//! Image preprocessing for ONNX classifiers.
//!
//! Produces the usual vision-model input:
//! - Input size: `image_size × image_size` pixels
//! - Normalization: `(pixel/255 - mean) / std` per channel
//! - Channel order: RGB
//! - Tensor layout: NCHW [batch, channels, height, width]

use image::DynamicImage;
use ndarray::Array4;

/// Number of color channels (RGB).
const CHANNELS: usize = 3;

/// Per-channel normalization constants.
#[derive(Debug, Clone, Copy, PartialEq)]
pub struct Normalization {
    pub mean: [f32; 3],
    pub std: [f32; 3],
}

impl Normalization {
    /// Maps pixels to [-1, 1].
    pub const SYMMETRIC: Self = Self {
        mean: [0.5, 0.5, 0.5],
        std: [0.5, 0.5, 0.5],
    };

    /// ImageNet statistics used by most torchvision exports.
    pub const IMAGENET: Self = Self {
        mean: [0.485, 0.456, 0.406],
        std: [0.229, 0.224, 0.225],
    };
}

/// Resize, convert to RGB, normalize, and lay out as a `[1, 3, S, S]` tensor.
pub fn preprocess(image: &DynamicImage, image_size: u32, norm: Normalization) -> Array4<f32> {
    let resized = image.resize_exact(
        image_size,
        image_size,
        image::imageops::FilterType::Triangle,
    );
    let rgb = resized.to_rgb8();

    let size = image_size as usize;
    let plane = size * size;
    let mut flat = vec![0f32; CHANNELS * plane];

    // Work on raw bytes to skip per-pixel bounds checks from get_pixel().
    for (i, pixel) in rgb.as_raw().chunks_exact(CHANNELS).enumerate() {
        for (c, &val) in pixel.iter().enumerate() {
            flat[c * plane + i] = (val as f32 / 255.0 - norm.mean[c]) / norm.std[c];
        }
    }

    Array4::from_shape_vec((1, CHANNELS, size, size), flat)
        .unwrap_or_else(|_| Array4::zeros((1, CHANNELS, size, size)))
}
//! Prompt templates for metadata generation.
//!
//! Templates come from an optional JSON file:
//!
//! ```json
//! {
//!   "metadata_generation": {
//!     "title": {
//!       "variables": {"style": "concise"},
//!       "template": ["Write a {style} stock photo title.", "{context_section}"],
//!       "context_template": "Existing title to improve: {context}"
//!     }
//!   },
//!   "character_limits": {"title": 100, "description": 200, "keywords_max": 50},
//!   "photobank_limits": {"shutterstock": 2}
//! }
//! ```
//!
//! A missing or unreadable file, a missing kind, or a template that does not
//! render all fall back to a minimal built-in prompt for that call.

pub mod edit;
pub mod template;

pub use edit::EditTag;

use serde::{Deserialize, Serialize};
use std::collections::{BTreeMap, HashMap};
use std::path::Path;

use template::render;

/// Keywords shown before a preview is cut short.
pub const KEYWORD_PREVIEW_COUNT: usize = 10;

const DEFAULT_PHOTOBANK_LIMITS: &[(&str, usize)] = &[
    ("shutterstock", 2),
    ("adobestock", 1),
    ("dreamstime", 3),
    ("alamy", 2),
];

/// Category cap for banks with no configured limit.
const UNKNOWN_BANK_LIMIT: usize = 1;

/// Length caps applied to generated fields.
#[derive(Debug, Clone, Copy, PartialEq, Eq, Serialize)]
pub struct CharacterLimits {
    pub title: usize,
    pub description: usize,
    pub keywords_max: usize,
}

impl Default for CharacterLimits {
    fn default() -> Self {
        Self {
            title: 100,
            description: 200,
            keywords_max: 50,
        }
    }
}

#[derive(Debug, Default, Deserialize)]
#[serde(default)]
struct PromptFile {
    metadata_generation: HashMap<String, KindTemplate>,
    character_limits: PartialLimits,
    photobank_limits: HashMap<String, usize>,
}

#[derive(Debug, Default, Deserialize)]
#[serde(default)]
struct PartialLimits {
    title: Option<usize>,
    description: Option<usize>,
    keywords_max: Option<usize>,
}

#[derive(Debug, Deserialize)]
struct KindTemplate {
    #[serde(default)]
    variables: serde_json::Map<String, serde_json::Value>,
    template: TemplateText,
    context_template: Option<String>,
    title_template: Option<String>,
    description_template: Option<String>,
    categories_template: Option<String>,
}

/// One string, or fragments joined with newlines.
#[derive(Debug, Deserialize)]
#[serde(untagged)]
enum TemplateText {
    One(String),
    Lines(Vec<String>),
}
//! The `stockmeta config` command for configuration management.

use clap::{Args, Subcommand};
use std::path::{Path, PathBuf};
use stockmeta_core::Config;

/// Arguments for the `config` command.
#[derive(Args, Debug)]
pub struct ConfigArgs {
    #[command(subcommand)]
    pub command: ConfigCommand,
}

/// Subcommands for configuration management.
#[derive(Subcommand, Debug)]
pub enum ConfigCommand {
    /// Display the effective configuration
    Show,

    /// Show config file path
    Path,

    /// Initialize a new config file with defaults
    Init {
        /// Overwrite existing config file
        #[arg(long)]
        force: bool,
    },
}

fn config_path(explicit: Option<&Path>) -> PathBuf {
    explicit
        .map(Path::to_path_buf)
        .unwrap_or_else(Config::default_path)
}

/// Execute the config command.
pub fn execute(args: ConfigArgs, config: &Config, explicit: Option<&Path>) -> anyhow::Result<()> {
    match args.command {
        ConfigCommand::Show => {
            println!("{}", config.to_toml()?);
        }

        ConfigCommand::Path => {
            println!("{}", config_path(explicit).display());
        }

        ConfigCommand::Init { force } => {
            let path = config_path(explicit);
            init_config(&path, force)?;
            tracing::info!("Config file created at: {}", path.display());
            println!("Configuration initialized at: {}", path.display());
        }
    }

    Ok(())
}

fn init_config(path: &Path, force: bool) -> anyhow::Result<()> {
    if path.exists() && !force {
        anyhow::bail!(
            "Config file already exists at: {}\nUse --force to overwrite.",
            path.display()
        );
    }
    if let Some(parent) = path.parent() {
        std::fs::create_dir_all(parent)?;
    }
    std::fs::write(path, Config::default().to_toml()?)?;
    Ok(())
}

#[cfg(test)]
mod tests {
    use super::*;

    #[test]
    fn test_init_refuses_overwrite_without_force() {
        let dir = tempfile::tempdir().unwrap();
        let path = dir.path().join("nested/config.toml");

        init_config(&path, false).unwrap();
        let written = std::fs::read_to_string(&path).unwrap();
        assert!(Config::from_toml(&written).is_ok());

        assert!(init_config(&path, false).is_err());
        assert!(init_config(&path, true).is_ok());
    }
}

- _EXERCISE DIRECTIONS_
Repeat exactly, and only, the run of lines from the start of the material above through the line that holds "use image::DynamicImage;".

- _RESULT OF THIS TASK_
//! Image preprocessing for ONNX classifiers.
//!
//! Produces the usual vision-model input:
//! - Input size: `image_size × image_size` pixels
//! - Normalization: `(pixel/255 - mean) / std` per channel
//! - Channel order: RGB
//! - Tensor layout: NCHW [batch, channels, height, width]

use image::DynamicImage;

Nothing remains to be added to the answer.